Unlike Phidias, however, the sculpture of Scopas lacks the interpretative nature of human identity but is compensated with a particular feeling of pain, a tragedy, a pathos of living the human condition with all the drama of pain and suffering.
Scopas exalts the pathetic expression, the anguish, the tragic feeling, with characteristic half-open mouths, spiraling bodies and sunken eyes. Specific characters of Scopas' figures are those almost square-shaped faces with deep-set eyes and half-open mouths.

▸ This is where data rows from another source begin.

impl<'a, P: Platform> Board<'a, P> {
    // ========================================================================
    // Verbindung
    // ========================================================================

    /// Erste Verbindung beim Booten; aktiviert MQTT für `loop_once`
    pub async fn mqtt_setup(&mut self) -> bool {
        self.mqtt_enabled = true;
        self.connect(false).await
    }

    pub fn is_connected(&self) -> bool {
        self.mqtt_enabled && self.mqtt.is_connected()
    }

    /// Verbindet mit dem Broker (No-op wenn bereits verbunden)
    ///
    /// Nach dem Handshake werden die Management-Topics und bis zu zehn
    /// gemerkte Subscriptions (neueste zuerst) erneut abonniert.
    pub async fn connect(&mut self, silent: bool) -> bool {
        if self.mqtt.is_connected() {
            return true;
        }
        if !self.wifi_setup(false, true, true).await {
            return false;
        }
        let Some(options) = self.connect_options() else {
            error!("MQTT: No broker configured");
            return false;
        };

        if !silent {
            self.set_color_effect(STATE_MQTT, Effect::BLINK, Cycles::Forever);
        }

        let policy = self.settings.mqtt;
        let mut connected = false;
        for attempt in 0..policy.attempts {
            match self.mqtt.connect(&options).await {
                Ok(()) => {
                    connected = true;
                    break;
                }
                Err(e) => {
                    warn!("MQTT: Connect attempt {} failed: {}", attempt + 1, e);
                    if !silent {
                        self.show_status(if attempt % 2 == 0 { STATUS_MQTT_EVEN } else { STATUS_MQTT_ODD });
                    }
                    self.delay.delay_ms(policy.delay_ms).await;
                }
            }
        }

        if !connected {
            error!("MQTT: Broker not reachable");
            self.set_color_effect(STATE_ERROR, Effect::BLINK, Cycles::Forever);
            return false;
        }
        info!("MQTT: Connected to broker");

        let topics = self.session.topics.clone();
        for topic in [&topics.request_password, &topics.update, &topics.enable_log] {
            if let Err(e) = self.mqtt.subscribe(topic).await {
                warn!("MQTT: Subscribe {} failed: {}", topic.as_str(), e);
            }
        }

        let replay: Vec<Topic, RESUBSCRIBE_SLOTS> = self
            .session
            .ring
            .iter()
            .filter_map(|t| Topic::try_from(t).ok())
            .collect();
        for topic in &replay {
            debug!("MQTT: Resubscribing {}", topic.as_str());
            if let Err(e) = self.mqtt.subscribe(topic).await {
                warn!("MQTT: Resubscribe {} failed: {}", topic.as_str(), e);
            }
        }

        self.publish_status().await;
        true
    }

    fn connect_options(&self) -> Option<ConnectOptions> {
        if self.config.broker_host.is_empty() {
            return None;
        }
        Some(ConnectOptions {
            host: self.config.broker_host.clone(),
            port: self.config.broker_port,
            client_id: String::try_from(self.info.name().as_str()).ok()?,
            user: self.config.broker_user.clone(),
            password: self.config.broker_password.clone(),
        })
    }

    // ========================================================================
    // Publish / Subscribe
    // ========================================================================

    /// Setzt das Gruppen-Präfix für alle folgenden Topics
    pub fn set_group(&mut self, group: &str) -> bool {
        match self.session.set_group(group) {
            Ok(()) => true,
            Err(e) => {
                warn!("MQTT: Group {} rejected: {}", group, e);
                false
            }
        }
    }

    pub async fn publish(&mut self, topic: &str, payload: &str) -> bool {
        let Ok(full) = self.session.group_topic(topic) else {
            warn!("MQTT: Topic too long");
            return false;
        };
        self.publish_connected(&full, payload).await
    }

    /// Ohne Gruppen-Präfix
    pub async fn publish_public(&mut self, topic: &str, payload: &str) -> bool {
        let Ok(full) = self.session.public_topic(topic) else {
            warn!("MQTT: Topic too long");
            return false;
        };
        self.publish_connected(&full, payload).await
    }

    pub async fn subscribe(&mut self, topic: &str) -> bool {
        let Ok(full) = self.session.group_topic(topic) else {
            warn!("MQTT: Topic too long");
            return false;
        };
        self.subscribe_full(&full).await
    }

    pub async fn subscribe_public(&mut self, topic: &str) -> bool {
        let Ok(full) = self.session.public_topic(topic) else {
            warn!("MQTT: Topic too long");
            return false;
        };
        self.subscribe_full(&full).await
    }

    pub async fn unsubscribe(&mut self, topic: &str) -> bool {
        let Ok(full) = self.session.group_topic(topic) else {
            return false;
        };
        self.unsubscribe_full(&full).await
    }

    pub async fn unsubscribe_public(&mut self, topic: &str) -> bool {
        let Ok(full) = self.session.public_topic(topic) else {
            return false;
        };
        self.unsubscribe_full(&full).await
    }

    /// LED per `RGB/COLOR` fernsteuerbar machen
    pub async fn connect_rgb(&mut self) -> bool {
        self.session.rgb_remote = true;
        self.subscribe(TOPIC_RGB_ALL).await
    }

    /// Matrix per `MATRIX/ICON` und `MATRIX/TEXT` fernsteuerbar machen
    pub async fn connect_matrix(&mut self) -> bool {
        self.session.matrix_remote = true;
        self.subscribe(TOPIC_MATRIX_ALL).await
    }

    async fn subscribe_full(&mut self, topic: &str) -> bool {
        if !self.mqtt_enabled || !self.connect(true).await {
            return false;
        }
        match self.mqtt.subscribe(topic).await {
            Ok(()) => {
                self.session.ring.push_front(topic);
                true
            }
            Err(e) => {
                warn!("MQTT: Subscribe {} failed: {}", topic, e);
                false
            }
        }
    }

    async fn unsubscribe_full(&mut self, topic: &str) -> bool {
        // Ohne Verbindung bleibt das Topic im Ring und wird beim Reconnect erneut abonniert
        if !self.mqtt_enabled || !self.connect(true).await {
            return false;
        }
        let result = self.mqtt.unsubscribe(topic).await;
        self.session.ring.remove(topic);
        if let Err(e) = &result {
            warn!("MQTT: Unsubscribe {} failed: {}", topic, e);
        }
        result.is_ok()
    }

    async fn publish_connected(&mut self, topic: &str, payload: &str) -> bool {
        if !self.mqtt_enabled || !self.connect(true).await {
            return false;
        }
        self.publish_raw(topic, payload).await
    }

    /// Sendet nur bei bestehender Verbindung (ohne Reconnect)
    pub(crate) async fn publish_raw(&mut self, topic: &str, payload: &str) -> bool {
        if !self.mqtt.is_connected() {
            return false;
        }
        match self.mqtt.publish(topic, payload).await {
            Ok(()) => true,
            Err(e) => {
                warn!("MQTT: Publish to {} failed: {}", topic, e);
                false
            }
        }
    }

    // ========================================================================
    // Heartbeat
    // ========================================================================

    /// Status-Heartbeat, wenn fällig oder `force`
    pub async fn update_status(&mut self, force: bool) {
        let due = self
            .session
            .heartbeat_due(self.clock.now_ms(), self.config.publish_delay_secs);
        if !force && !due {
            return;
        }
        if !self.mqtt_enabled || !self.connect(true).await {
            return;
        }
        self.publish_status().await;
    }

    async fn publish_status(&mut self) {
        debug!("MQTT: Publishing status");
        let topics = self.session.topics.clone();
        let fw_version = self.config.fw_version.clone();
        let mut number: String<4> = String::new();
        let _ = write!(number, "{}", self.info.board_number);

        self.publish_raw(&topics.status_topic(STATUS_LIB_VERSION), LIB_VERSION).await;
        self.publish_raw(&topics.status_topic(STATUS_FIRMWARE), &fw_version).await;
        self.publish_raw(&topics.status_topic(STATUS_RESET_REASON), self.info.reset_reason)
            .await;
        self.publish_raw(&topics.status_topic(STATUS_NUMBER), &number).await;
        self.session.mark_heartbeat(self.clock.now_ms());
    }

    // ========================================================================
    // Empfang
    // ========================================================================

    /// Reconnect bei Bedarf, eingehende Nachrichten verarbeiten, Heartbeat
    pub async fn loop_once(&mut self) {
        if !self.mqtt_enabled {
            return;
        }
        if !self.mqtt.is_connected() && !self.connect(true).await {
            return;
        }
        self.pump().await;
        self.update_status(false).await;
    }

    /// Verarbeitet alle anstehenden Nachrichten
    pub(crate) async fn pump(&mut self) {
        while let Some(message) = self.mqtt.poll().await {
            self.dispatch(&message).await;
        }
    }

    async fn dispatch(&mut self, message: &InboundMessage) {
        let topic = message.topic.as_str();
        let payload = message.payload.as_str();
        debug!("MQTT: Message on {}", topic);

        match Route::classify(topic, payload, &self.session) {
            Route::PasswordRequest => {
                let reply_topic = self.session.topics.response_password.clone();
                let password = self.config.platform_password.clone();
                self.publish_raw(&reply_topic, &password).await;
            }
            Route::ConfigUpdate => {
                self.check_config_update().await;
            }
            Route::FirmwareUpdate => {
                if self.check_firmware_update().await == FirmwareUpdate::Failed {
                    self.write_text_blocking(UPDATE_FAILED_TEXT).await;
                }
            }
            Route::UpdateIgnored => warn!("MQTT: Unknown update request {}", payload),
            Route::LogMirroring(on) => {
                info!("MQTT: Log mirroring {}", on);
                self.session.log_mirroring = on;
            }
            Route::RgbColor => match ColorCommand::parse(payload) {
                Ok(cmd) => self.set_color_effect(cmd.color, cmd.effect, cmd.cycles),
                Err(e) => warn!("MQTT: Ignoring color {}: {}", payload, e),
            },
            Route::MatrixIcon => {
                self.draw_icon(payload);
            }
            Route::MatrixText => {
                if payload.is_empty() {
                    self.clear_matrix();
                } else {
                    self.with_runtime(|rt| rt.matrix.write_text(payload, Cycles::Forever));
                }
            }
            Route::Application => {}
        }

        if let Some(handler) = self.handler.as_deref_mut() {
            handler(self.session.strip_group(topic), payload);
        }
    }

    // ========================================================================
    // Plattform-Updates
    // ========================================================================

    /// Fragt eine neue Konfiguration an; bei Erfolg speichern und neu starten
    ///
    /// Ohne neue Konfiguration bleibt die Update-Anzeige aktiv.
    pub async fn check_config_update(&mut self) -> bool {
        info!("UPDATE: Checking for new configuration");
        self.set_color_effect(STATE_UPDATE, Effect::BLINK, Cycles::Forever);
        self.draw_icon_bits(ICON_ARROW_DOWN);

        let mut current = [0u8; CONFIG_FILE_CAPACITY];
        let current = read_text(&mut self.storage, CONFIG_PATH, &mut current);
        let mac = self.info.mac_string();
        let server = self.config.update_server.clone();
        let request = ConfigRequest {
            mac: &mac,
            firmware_version: &self.config.fw_version,
            device_type: self.info.device_type,
            current_config: current,
        };

        let mut body = [0u8; CONFIG_FILE_CAPACITY];
        let result = self.updater.fetch_config(&server, &request, &mut body).await;

        let accepted = match result {
            Ok(len) => match core::str::from_utf8(&body[..len]) {
                Ok(json) => {
                    let mut next = self.config.clone();
                    match next.apply_json(json) {
                        Ok(()) => match self.storage.write(CONFIG_PATH, json.as_bytes()) {
                            Ok(()) => {
                                self.config = next;
                                true
                            }
                            Err(e) => {
                                warn!("UPDATE: Saving configuration failed: {}", e);
                                false
                            }
                        },
                        Err(e) => {
                            warn!("UPDATE: Invalid configuration: {}", e);
                            false
                        }
                    }
                }
                Err(_) => {
                    warn!("UPDATE: Configuration is not UTF-8");
                    false
                }
            },
            Err(e) => {
                warn!("UPDATE: No new configuration: {}", e);
                false
            }
        };

        if accepted {
            info!("UPDATE: New configuration saved");
            self.mqtt.disconnect().await;
            self.system.restart();
            return true;
        }
        // Update-Anzeige (LED und Pfeil) bleibt stehen, bis das Programm sie überschreibt
        false
    }

    /// Prüft auf neue Firmware; nach erfolgreichem Update Neustart
    pub async fn check_firmware_update(&mut self) -> FirmwareUpdate {
        info!("UPDATE: Checking for new firmware");
        self.set_color_effect(STATE_UPDATE, Effect::BLINK, Cycles::Forever);
        self.draw_icon(ICON_FW_DOWNLOAD);

        let mac = self.info.mac_string();
        let server = self.config.update_server.clone();
        let request = ConfigRequest {
            mac: &mac,
            firmware_version: &self.config.fw_version,
            device_type: self.info.device_type,
            current_config: "",
        };
        let result = self.updater.update_firmware(&server, &request).await;

        match result {
            FirmwareUpdate::Failed => {
                error!("UPDATE: Firmware update failed");
                self.set_color_effect(STATE_ERROR, Effect::BLINK, Cycles::Forever);
            }
            FirmwareUpdate::NoUpdate => {
                info!("UPDATE: Firmware is up to date");
                self.clear_color();
                self.clear_matrix();
            }
            FirmwareUpdate::Updated => {
                info!("UPDATE: Firmware updated, restarting");
                self.set_color(STATE_UPDATE);
                self.draw_icon(ICON_FW_DONE);
                self.mqtt.disconnect().await;
                self.system.restart();
            }
        }
        result
    }
}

He was surely the first sculptor of the human mind, almost a sculptor-psychologist, an artist capable of stealing the feelings, the anguish, the expression of his subjects in order to infuse them into the marble. He was not content with representing the exterior of the subject but wanted at all costs to enter into the folds of the soul and discover all the hidden secrets: pain, sadness, disillusionment.
The example of the Maenad is both illuminating and tragic at the same time; the expressiveness of the woman's face, her movement, the drama of her features, is contagious and disturbing and moving at the same time.
Another work that is particularly significant of the style and emotive interpretation of Scopas' sculpture is the head of Herakles that once formed part of the west pediment of the Temple of Athena Alea at Tegea. Also in this case it is possible to notice the lack of refinement of the work, but in it in an intense way the reflection of the feeling, the soul, the pathos is lived.
The somatic features are slightly deformed, but with a great expressive charge, in the posture of the half-open mouth: almost a muffled cry, with the marks of the wrinkles that furrow the forehead, the eyes and the gaze, almost imploring, as in expectation, turned towards the sky, the depth of the gaze further accentuated by the empty orbits that contrast with the excessive protrusion of the eyebrows.
While in Phidias everything is built with his own precise spatial architecture, which never leaves gaps, Scopas fights with space, contrasts it, overcomes it, imposes himself on it by force, domesticating it and shaping it in his own artistic genius.
This particular interpretation is exemplified in the dancing Maenad (bacchante), where everything is movement, projection, dynamism, search for the infinite: basically, a true leap into the future. Even in less revolutionary works, such as the statue of Pothos, where movement is less accentuated, it is the play of light and chiaroscuro that give life to a sense of static movement.
Another characteristic of Scopas is that he does not polish his works, does not finish them, does not refine them. His sculptures, which have come down to us only through Roman copies of the imperial period, always maintained strong contrasts of light and shadow.
They can be considered the predecessors of Michelangelo's prisoners, where life, the soul of the works, already lives inside the block of marble; even barely sketched, the figure, the character, the vitality of the work comes out in all its energy, its vitality.
He influenced Lysippus and Hellenistic sculpture with his representations of Dionysian characteristics (passion, movement and violence).
He realized a part of the mausoleum of Halicarnassus (today Budrum), built around 350 BC, taking care in particular of the bas-reliefs and sculpting the east side of the structure.
He also directed the work for the construction of the new building of the Temple of Athena Alea in Tegea, in Arcadia, where he worked personally and in particular on the pediments that are attached today. Various buildings that were part of the Sanctuary of the Great Gods of Samothrace are attributed to him.